Records for the task Start Marker

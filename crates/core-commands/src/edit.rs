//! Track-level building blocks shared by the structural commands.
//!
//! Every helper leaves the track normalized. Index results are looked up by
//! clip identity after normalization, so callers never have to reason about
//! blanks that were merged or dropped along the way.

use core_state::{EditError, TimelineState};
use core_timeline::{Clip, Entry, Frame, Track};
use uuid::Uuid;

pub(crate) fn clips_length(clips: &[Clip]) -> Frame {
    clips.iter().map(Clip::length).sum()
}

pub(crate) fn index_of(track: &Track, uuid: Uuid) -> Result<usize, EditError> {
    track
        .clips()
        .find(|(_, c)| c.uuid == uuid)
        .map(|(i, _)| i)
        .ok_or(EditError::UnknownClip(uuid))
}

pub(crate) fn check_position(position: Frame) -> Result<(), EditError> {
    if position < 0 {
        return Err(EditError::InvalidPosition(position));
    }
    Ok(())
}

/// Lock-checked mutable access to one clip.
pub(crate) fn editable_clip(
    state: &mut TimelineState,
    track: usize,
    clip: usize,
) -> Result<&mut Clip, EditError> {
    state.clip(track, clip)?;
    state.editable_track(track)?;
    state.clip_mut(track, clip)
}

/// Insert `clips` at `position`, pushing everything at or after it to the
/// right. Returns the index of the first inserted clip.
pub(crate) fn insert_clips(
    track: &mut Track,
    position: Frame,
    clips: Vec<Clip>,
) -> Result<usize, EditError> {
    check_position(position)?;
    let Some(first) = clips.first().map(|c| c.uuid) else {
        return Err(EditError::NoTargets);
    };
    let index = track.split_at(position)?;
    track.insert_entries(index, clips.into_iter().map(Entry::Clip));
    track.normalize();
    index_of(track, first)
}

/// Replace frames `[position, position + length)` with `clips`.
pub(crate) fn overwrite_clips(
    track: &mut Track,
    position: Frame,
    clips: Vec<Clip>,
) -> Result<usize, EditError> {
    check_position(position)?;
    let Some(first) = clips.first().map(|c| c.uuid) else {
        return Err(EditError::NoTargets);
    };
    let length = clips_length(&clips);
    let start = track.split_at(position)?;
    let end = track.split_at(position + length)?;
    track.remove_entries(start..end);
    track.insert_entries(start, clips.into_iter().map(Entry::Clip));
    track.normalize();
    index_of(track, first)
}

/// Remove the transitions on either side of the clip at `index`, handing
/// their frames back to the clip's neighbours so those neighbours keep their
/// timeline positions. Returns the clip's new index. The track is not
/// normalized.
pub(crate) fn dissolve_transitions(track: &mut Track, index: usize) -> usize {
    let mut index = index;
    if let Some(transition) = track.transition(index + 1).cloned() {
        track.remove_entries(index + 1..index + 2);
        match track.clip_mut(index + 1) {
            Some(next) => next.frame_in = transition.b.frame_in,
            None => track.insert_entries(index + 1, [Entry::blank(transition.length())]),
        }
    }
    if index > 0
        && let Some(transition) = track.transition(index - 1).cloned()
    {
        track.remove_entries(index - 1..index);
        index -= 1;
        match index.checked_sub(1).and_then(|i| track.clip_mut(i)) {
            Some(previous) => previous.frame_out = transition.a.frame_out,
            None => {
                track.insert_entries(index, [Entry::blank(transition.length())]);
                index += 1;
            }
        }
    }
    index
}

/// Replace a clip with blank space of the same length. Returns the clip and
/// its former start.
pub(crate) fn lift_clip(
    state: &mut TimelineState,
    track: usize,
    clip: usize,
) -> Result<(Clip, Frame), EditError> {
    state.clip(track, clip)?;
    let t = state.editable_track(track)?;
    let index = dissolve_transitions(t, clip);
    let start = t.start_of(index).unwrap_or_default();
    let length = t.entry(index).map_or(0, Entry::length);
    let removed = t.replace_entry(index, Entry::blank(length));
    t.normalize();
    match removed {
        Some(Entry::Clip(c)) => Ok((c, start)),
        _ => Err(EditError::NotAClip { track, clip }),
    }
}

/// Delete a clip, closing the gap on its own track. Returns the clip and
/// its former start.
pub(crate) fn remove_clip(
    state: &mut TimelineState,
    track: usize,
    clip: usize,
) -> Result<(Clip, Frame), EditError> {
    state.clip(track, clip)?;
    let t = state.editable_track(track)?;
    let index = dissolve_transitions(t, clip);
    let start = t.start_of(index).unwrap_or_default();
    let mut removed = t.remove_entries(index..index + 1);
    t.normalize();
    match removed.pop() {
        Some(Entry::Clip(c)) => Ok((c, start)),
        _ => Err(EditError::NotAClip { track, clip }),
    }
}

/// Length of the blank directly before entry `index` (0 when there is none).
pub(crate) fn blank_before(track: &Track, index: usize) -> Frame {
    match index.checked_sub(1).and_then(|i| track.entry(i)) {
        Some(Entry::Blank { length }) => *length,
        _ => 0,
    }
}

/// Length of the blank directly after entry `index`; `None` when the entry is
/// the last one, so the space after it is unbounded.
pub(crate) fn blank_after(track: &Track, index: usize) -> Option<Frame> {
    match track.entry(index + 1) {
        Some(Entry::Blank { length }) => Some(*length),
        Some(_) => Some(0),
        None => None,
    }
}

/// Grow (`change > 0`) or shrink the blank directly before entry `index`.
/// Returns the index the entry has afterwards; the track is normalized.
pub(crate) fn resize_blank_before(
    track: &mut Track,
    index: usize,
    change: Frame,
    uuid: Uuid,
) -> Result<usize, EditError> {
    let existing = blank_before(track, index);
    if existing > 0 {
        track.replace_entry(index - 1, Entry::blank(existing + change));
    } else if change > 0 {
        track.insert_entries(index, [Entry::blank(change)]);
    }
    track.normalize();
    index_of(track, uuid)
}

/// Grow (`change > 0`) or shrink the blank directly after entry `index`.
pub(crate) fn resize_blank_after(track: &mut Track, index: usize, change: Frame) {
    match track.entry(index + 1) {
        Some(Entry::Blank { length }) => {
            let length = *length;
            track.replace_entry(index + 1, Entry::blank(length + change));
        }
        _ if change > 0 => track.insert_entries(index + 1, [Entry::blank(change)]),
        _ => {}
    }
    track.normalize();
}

Records for the task End Marker

Try it: Reproduce the listing in full. Change nothing.

Response below:
filename crates/core-commands/src/edit.rs
//! Track-level building blocks shared by the structural commands.
//!
//! Every helper leaves the track normalized. Index results are looked up by
//! clip identity after normalization, so callers never have to reason about
//! blanks that were merged or dropped along the way.

use core_state::{EditError, TimelineState};
use core_timeline::{Clip, Entry, Frame, Track};
use uuid::Uuid;

pub(crate) fn clips_length(clips: &[Clip]) -> Frame {
    clips.iter().map(Clip::length).sum()
}

pub(crate) fn index_of(track: &Track, uuid: Uuid) -> Result<usize, EditError> {
    track
        .clips()
        .find(|(_, c)| c.uuid == uuid)
        .map(|(i, _)| i)
        .ok_or(EditError::UnknownClip(uuid))
}

pub(crate) fn check_position(position: Frame) -> Result<(), EditError> {
    if position < 0 {
        return Err(EditError::InvalidPosition(position));
    }
    Ok(())
}

/// Lock-checked mutable access to one clip.
pub(crate) fn editable_clip(
    state: &mut TimelineState,
    track: usize,
    clip: usize,
) -> Result<&mut Clip, EditError> {
    state.clip(track, clip)?;
    state.editable_track(track)?;
    state.clip_mut(track, clip)
}

/// Insert `clips` at `position`, pushing everything at or after it to the
/// right. Returns the index of the first inserted clip.
pub(crate) fn insert_clips(
    track: &mut Track,
    position: Frame,
    clips: Vec<Clip>,
) -> Result<usize, EditError> {
    check_position(position)?;
    let Some(first) = clips.first().map(|c| c.uuid) else {
        return Err(EditError::NoTargets);
    };
    let index = track.split_at(position)?;
    track.insert_entries(index, clips.into_iter().map(Entry::Clip));
    track.normalize();
    index_of(track, first)
}

/// Replace frames `[position, position + length)` with `clips`.
pub(crate) fn overwrite_clips(
    track: &mut Track,
    position: Frame,
    clips: Vec<Clip>,
) -> Result<usize, EditError> {
    check_position(position)?;
    let Some(first) = clips.first().map(|c| c.uuid) else {
        return Err(EditError::NoTargets);
    };
    let length = clips_length(&clips);
    let start = track.split_at(position)?;
    let end = track.split_at(position + length)?;
    track.remove_entries(start..end);
    track.insert_entries(start, clips.into_iter().map(Entry::Clip));
    track.normalize();
    index_of(track, first)
}

/// Remove the transitions on either side of the clip at `index`, handing
/// their frames back to the clip's neighbours so those neighbours keep their
/// timeline positions. Returns the clip's new index. The track is not
/// normalized.
pub(crate) fn dissolve_transitions(track: &mut Track, index: usize) -> usize {
    let mut index = index;
    if let Some(transition) = track.transition(index + 1).cloned() {
        track.remove_entries(index + 1..index + 2);
        match track.clip_mut(index + 1) {
            Some(next) => next.frame_in = transition.b.frame_in,
            None => track.insert_entries(index + 1, [Entry::blank(transition.length())]),
        }
    }
    if index > 0
        && let Some(transition) = track.transition(index - 1).cloned()
    {
        track.remove_entries(index - 1..index);
        index -= 1;
        match index.checked_sub(1).and_then(|i| track.clip_mut(i)) {
            Some(previous) => previous.frame_out = transition.a.frame_out,
            None => {
                track.insert_entries(index, [Entry::blank(transition.length())]);
                index += 1;
            }
        }
    }
    index
}

/// Replace a clip with blank space of the same length. Returns the clip and
/// its former start.
pub(crate) fn lift_clip(
    state: &mut TimelineState,
    track: usize,
    clip: usize,
) -> Result<(Clip, Frame), EditError> {
    state.clip(track, clip)?;
    let t = state.editable_track(track)?;
    let index = dissolve_transitions(t, clip);
    let start = t.start_of(index).unwrap_or_default();
    let length = t.entry(index).map_or(0, Entry::length);
    let removed = t.replace_entry(index, Entry::blank(length));
    t.normalize();
    match removed {
        Some(Entry::Clip(c)) => Ok((c, start)),
        _ => Err(EditError::NotAClip { track, clip }),
    }
}

/// Delete a clip, closing the gap on its own track. Returns the clip and
/// its former start.
pub(crate) fn remove_clip(
    state: &mut TimelineState,
    track: usize,
    clip: usize,
) -> Result<(Clip, Frame), EditError> {
    state.clip(track, clip)?;
    let t = state.editable_track(track)?;
    let index = dissolve_transitions(t, clip);
    let start = t.start_of(index).unwrap_or_default();
    let mut removed = t.remove_entries(index..index + 1);
    t.normalize();
    match removed.pop() {
        Some(Entry::Clip(c)) => Ok((c, start)),
        _ => Err(EditError::NotAClip { track, clip }),
    }
}

/// Length of the blank directly before entry `index` (0 when there is none).
pub(crate) fn blank_before(track: &Track, index: usize) -> Frame {
    match index.checked_sub(1).and_then(|i| track.entry(i)) {
        Some(Entry::Blank { length }) => *length,
        _ => 0,
    }
}

/// Length of the blank directly after entry `index`; `None` when the entry is
/// the last one, so the space after it is unbounded.
pub(crate) fn blank_after(track: &Track, index: usize) -> Option<Frame> {
    match track.entry(index + 1) {
        Some(Entry::Blank { length }) => Some(*length),
        Some(_) => Some(0),
        None => None,
    }
}

/// Grow (`change > 0`) or shrink the blank directly before entry `index`.
/// Returns the index the entry has afterwards; the track is normalized.
pub(crate) fn resize_blank_before(
    track: &mut Track,
    index: usize,
    change: Frame,
    uuid: Uuid,
) -> Result<usize, EditError> {
    let existing = blank_before(track, index);
    if existing > 0 {
        track.replace_entry(index - 1, Entry::blank(existing + change));
    } else if change > 0 {
        track.insert_entries(index, [Entry::blank(change)]);
    }
    track.normalize();
    index_of(track, uuid)
}

/// Grow (`change > 0`) or shrink the blank directly after entry `index`.
pub(crate) fn resize_blank_after(track: &mut Track, index: usize, change: Frame) {
    match track.entry(index + 1) {
        Some(Entry::Blank { length }) => {
            let length = *length;
            track.replace_entry(index + 1, Entry::blank(length + change));
        }
        _ if change > 0 => track.insert_entries(index + 1, [Entry::blank(change)]),
        _ => {}
    }
    track.normalize();
}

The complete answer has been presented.